* Work instruction:
Retype, without any change, the first line of the records and every line after it through the one containing "static NEXT_TX_ID: AtomicU64".

---+---

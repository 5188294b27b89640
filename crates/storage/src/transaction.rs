//! Transaction snapshots.
//!
//! `begin` records the identity and generation of every existing table. The
//! first mutation of a recorded table inside the transaction deep-copies it
//! into the snapshot before the change is applied; later mutations do not
//! copy again. Tables created inside the transaction are simply absent from
//! the snapshot.
//!
//! Nested `begin` pushes a child snapshot linked to its parent. Rolling back a
//! child restores the state at the child's `begin`; committing a child hands
//! its saved copies to the parent so an outer rollback still sees them.

use crate::database::table_key;
use crate::table::{Table, TableId};
use alloc::boxed::Box;
use alloc::collections::BTreeMap;
use alloc::string::String;
use alloc::vec::Vec;
use core::sync::atomic::{AtomicU64, Ordering};
use strata_core::{Error, Result};
use tracing::{debug, info};

/// Global transaction ID counter.
static NEXT_TX_ID: AtomicU64 = AtomicU64::new(1);

/// Transaction ID type.
pub type TransactionId = u64;

/// Transaction state.
#[derive(Clone, Copy, Debug, PartialEq, Eq, Default)]
pub enum TransactionState {
    /// No transaction has run yet.
    #[default]
    Idle,
    /// A transaction is in progress.
    Active,
    /// The last outermost transaction committed.
    Committed,
    /// The last outermost transaction rolled back.
    RolledBack,
}

#[derive(Debug)]
struct SnapshotEntry {
    id: TableId,
    name: String,
    generation: u64,
    saved: Option<Table>,
}

/// The recorded state of one (possibly nested) transaction.
#[derive(Debug)]
pub struct Snapshot {
    id: TransactionId,
    entries: Vec<SnapshotEntry>,
    parent: Option<Box<Snapshot>>,
}

impl Snapshot {
    fn capture<'a>(tables: impl IntoIterator<Item = &'a Table>, parent: Option<Box<Snapshot>>) -> Self {
        Self {
            id: NEXT_TX_ID.fetch_add(1, Ordering::SeqCst),
            entries: tables
                .into_iter()
                .map(|t| SnapshotEntry {
                    id: t.id(),
                    name: String::from(t.name()),
                    generation: t.generation(),
                    saved: None,
                })
                .collect(),
            parent,
        }
    }

    /// Returns the transaction ID.
    pub fn id(&self) -> TransactionId {
        self.id
    }

    /// Generation recorded at `begin` for table `id`.
    pub fn recorded_generation(&self, id: TableId) -> Option<u64> {
        self.entries.iter().find(|e| e.id == id).map(|e| e.generation)
    }

    /// Returns true if table `id` existed when the snapshot was taken.
    pub fn contains(&self, id: TableId) -> bool {
        self.entries.iter().any(|e| e.id == id)
    }

    /// Returns true if table `id` has been copied into this snapshot.
    pub fn is_saved(&self, id: TableId) -> bool {
        self.entries.iter().any(|e| e.id == id && e.saved.is_some())
    }

    /// Number of tables copied so far.
    pub fn saved_count(&self) -> usize {
        self.entries.iter().filter(|e| e.saved.is_some()).count()
    }

    /// Rebuilds the table map as it was when this snapshot was taken.
    ///
    /// Saved copies replace the live tables (under their original names),
    /// untouched tables are kept, and tables created afterwards are dropped.
    /// A restored table gets a generation above any it held before so that
    /// caches built against the discarded state can never validate.
    pub fn restore(self, current: BTreeMap<String, Table>) -> BTreeMap<String, Table> {
        let mut live: BTreeMap<TableId, Table> = current.into_values().map(|t| (t.id(), t)).collect();
        let mut out = BTreeMap::new();
        for entry in self.entries {
            let current = live.remove(&entry.id);
            let table = match entry.saved {
                Some(mut saved) => {
                    let floor = current.as_ref().map_or(saved.generation(), |t| t.generation());
                    saved.advance_generation_past(floor);
                    saved
                }
                None => match current {
                    Some(t) => t,
                    None => continue,
                },
            };
            debug_assert!(table.name().eq_ignore_ascii_case(&entry.name));
            out.insert(table_key(&entry.name), table);
        }
        for table in live.values() {
            debug!(table = table.name(), "discarding table created in rolled back transaction");
        }
        out
    }

    fn merge_into_parent(self) -> Option<Box<Snapshot>> {
        let mut parent = self.parent?;
        for entry in self.entries {
            let Some(saved) = entry.saved else { continue };
            if let Some(slot) = parent.entries.iter_mut().find(|e| e.id == entry.id) {
                if slot.saved.is_none() {
                    slot.saved = Some(saved);
                }
            }
        }
        Some(parent)
    }
}

/// Stack of active snapshots.
#[derive(Debug, Default)]
pub struct TransactionManager {
    current: Option<Box<Snapshot>>,
    state: TransactionState,
}

impl TransactionManager {
    pub fn new() -> Self {
        Self::default()
    }

    /// Returns the current state.
    pub fn state(&self) -> TransactionState {
        self.state
    }

    /// Returns true if a transaction is in progress.
    pub fn is_active(&self) -> bool {
        self.current.is_some()
    }

    /// Nesting depth (0 when idle).
    pub fn depth(&self) -> usize {
        let mut depth = 0;
        let mut node = self.current.as_deref();
        while let Some(s) = node {
            depth += 1;
            node = s.parent.as_deref();
        }
        depth
    }

    /// Innermost snapshot.
    pub fn current(&self) -> Option<&Snapshot> {
        self.current.as_deref()
    }

    /// Starts a (possibly nested) transaction over the given tables.
    pub fn begin<'a>(&mut self, tables: impl IntoIterator<Item = &'a Table>) -> TransactionId {
        let parent = self.current.take();
        let snapshot = Snapshot::capture(tables, parent);
        let id = snapshot.id;
        self.current = Some(Box::new(snapshot));
        self.state = TransactionState::Active;
        info!(transaction = id, depth = self.depth(), "begin");
        id
    }

    /// Copies `table` into the innermost snapshot unless already saved.
    ///
    /// Returns true when a copy was taken.
    pub fn protect(&mut self, table: &Table) -> bool {
        let Some(snapshot) = self.current.as_deref_mut() else {
            return false;
        };
        match snapshot.entries.iter_mut().find(|e| e.id == table.id()) {
            Some(entry) if entry.saved.is_none() => {
                debug!(transaction = snapshot.id, table = table.name(), "copy-on-write save");
                entry.saved = Some(table.clone());
                true
            }
            _ => false,
        }
    }

    /// Commits the innermost transaction. Returns the remaining depth.
    pub fn commit(&mut self) -> Result<usize> {
        let snapshot = self.current.take().ok_or(Error::NoActiveTransaction)?;
        let id = snapshot.id;
        self.current = snapshot.merge_into_parent();
        let depth = self.depth();
        if depth == 0 {
            self.state = TransactionState::Committed;
        }
        info!(transaction = id, depth, "commit");
        Ok(depth)
    }

    /// Pops the innermost snapshot for the caller to restore.
    pub fn rollback(&mut self) -> Result<Snapshot> {
        let mut snapshot = self.current.take().ok_or(Error::NoActiveTransaction)?;
        self.current = snapshot.parent.take();
        if self.current.is_none() {
            self.state = TransactionState::RolledBack;
        }
        info!(transaction = snapshot.id, depth = self.depth(), saved = snapshot.saved_count(), "rollback");
        Ok(*snapshot)
    }
}
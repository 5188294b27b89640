//! Collected query results.

use alloc::string::String;
use alloc::vec::Vec;
use strata_core::{DataType, Value};
use strata_query::planner::Schema;

/// Name and type of one output column.
#[derive(Clone, Debug, PartialEq, Eq)]
pub struct ResultColumn {
    pub name: String,
    pub data_type: DataType,
}

/// A fully materialized query result.
#[derive(Clone, Debug, PartialEq)]
pub struct QueryResult {
    columns: Vec<ResultColumn>,
    rows: Vec<Vec<Value>>,
}

impl QueryResult {
    pub fn new(columns: Vec<ResultColumn>, rows: Vec<Vec<Value>>) -> Self {
        Self { columns, rows }
    }

    /// Builds a result from an execution's output schema.
    pub fn from_schema(schema: &Schema, rows: Vec<Vec<Value>>) -> Self {
        let columns = schema
            .fields()
            .iter()
            .map(|f| ResultColumn {
                name: f.name.clone(),
                data_type: f.data_type,
            })
            .collect();
        Self { columns, rows }
    }

    pub fn columns(&self) -> &[ResultColumn] {
        &self.columns
    }

    pub fn column_names(&self) -> Vec<&str> {
        self.columns.iter().map(|c| c.name.as_str()).collect()
    }

    pub fn column_index(&self, name: &str) -> Option<usize> {
        self.columns.iter().position(|c| c.name.eq_ignore_ascii_case(name))
    }

    pub fn rows(&self) -> &[Vec<Value>] {
        &self.rows
    }

    pub fn row_count(&self) -> usize {
        self.rows.len()
    }

    pub fn is_empty(&self) -> bool {
        self.rows.is_empty()
    }

    /// Value at `row`, `column`, if both are in range.
    pub fn value(&self, row: usize, column: usize) -> Option<&Value> {
        self.rows.get(row).and_then(|r| r.get(column))
    }

    pub fn into_rows(self) -> Vec<Vec<Value>> {
        self.rows
    }
}

#[cfg(test)]
mod tests {
    use super::*;
    use alloc::vec;
    use strata_query::planner::Field;

    #[test]
    fn test_from_schema() {
        let schema = Schema::new(vec![
            Field::new(Some("t"), "id", DataType::Int64),
            Field::new(None, "total", DataType::Float64),
        ]);
        let result = QueryResult::from_schema(&schema, vec![vec![Value::Int64(1), Value::Float64(2.5)]]);
        assert_eq!(result.column_names(), vec!["id", "total"]);
        assert_eq!(result.columns()[1].data_type, DataType::Float64);
        assert_eq!(result.column_index("TOTAL"), Some(1));
        assert_eq!(result.value(0, 1), Some(&Value::Float64(2.5)));
        assert_eq!(result.value(1, 0), None);
        assert_eq!(result.row_count(), 1);
    }
}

---+---

* Completed task:
repository 5188294b27b89640
filename crates/storage/src/transaction.rs
//! Transaction snapshots.
//!
//! `begin` records the identity and generation of every existing table. The
//! first mutation of a recorded table inside the transaction deep-copies it
//! into the snapshot before the change is applied; later mutations do not
//! copy again. Tables created inside the transaction are simply absent from
//! the snapshot.
//!
//! Nested `begin` pushes a child snapshot linked to its parent. Rolling back a
//! child restores the state at the child's `begin`; committing a child hands
//! its saved copies to the parent so an outer rollback still sees them.

use crate::database::table_key;
use crate::table::{Table, TableId};
use alloc::boxed::Box;
use alloc::collections::BTreeMap;
use alloc::string::String;
use alloc::vec::Vec;
use core::sync::atomic::{AtomicU64, Ordering};
use strata_core::{Error, Result};
use tracing::{debug, info};

/// Global transaction ID counter.
static NEXT_TX_ID: AtomicU64 = AtomicU64::new(1);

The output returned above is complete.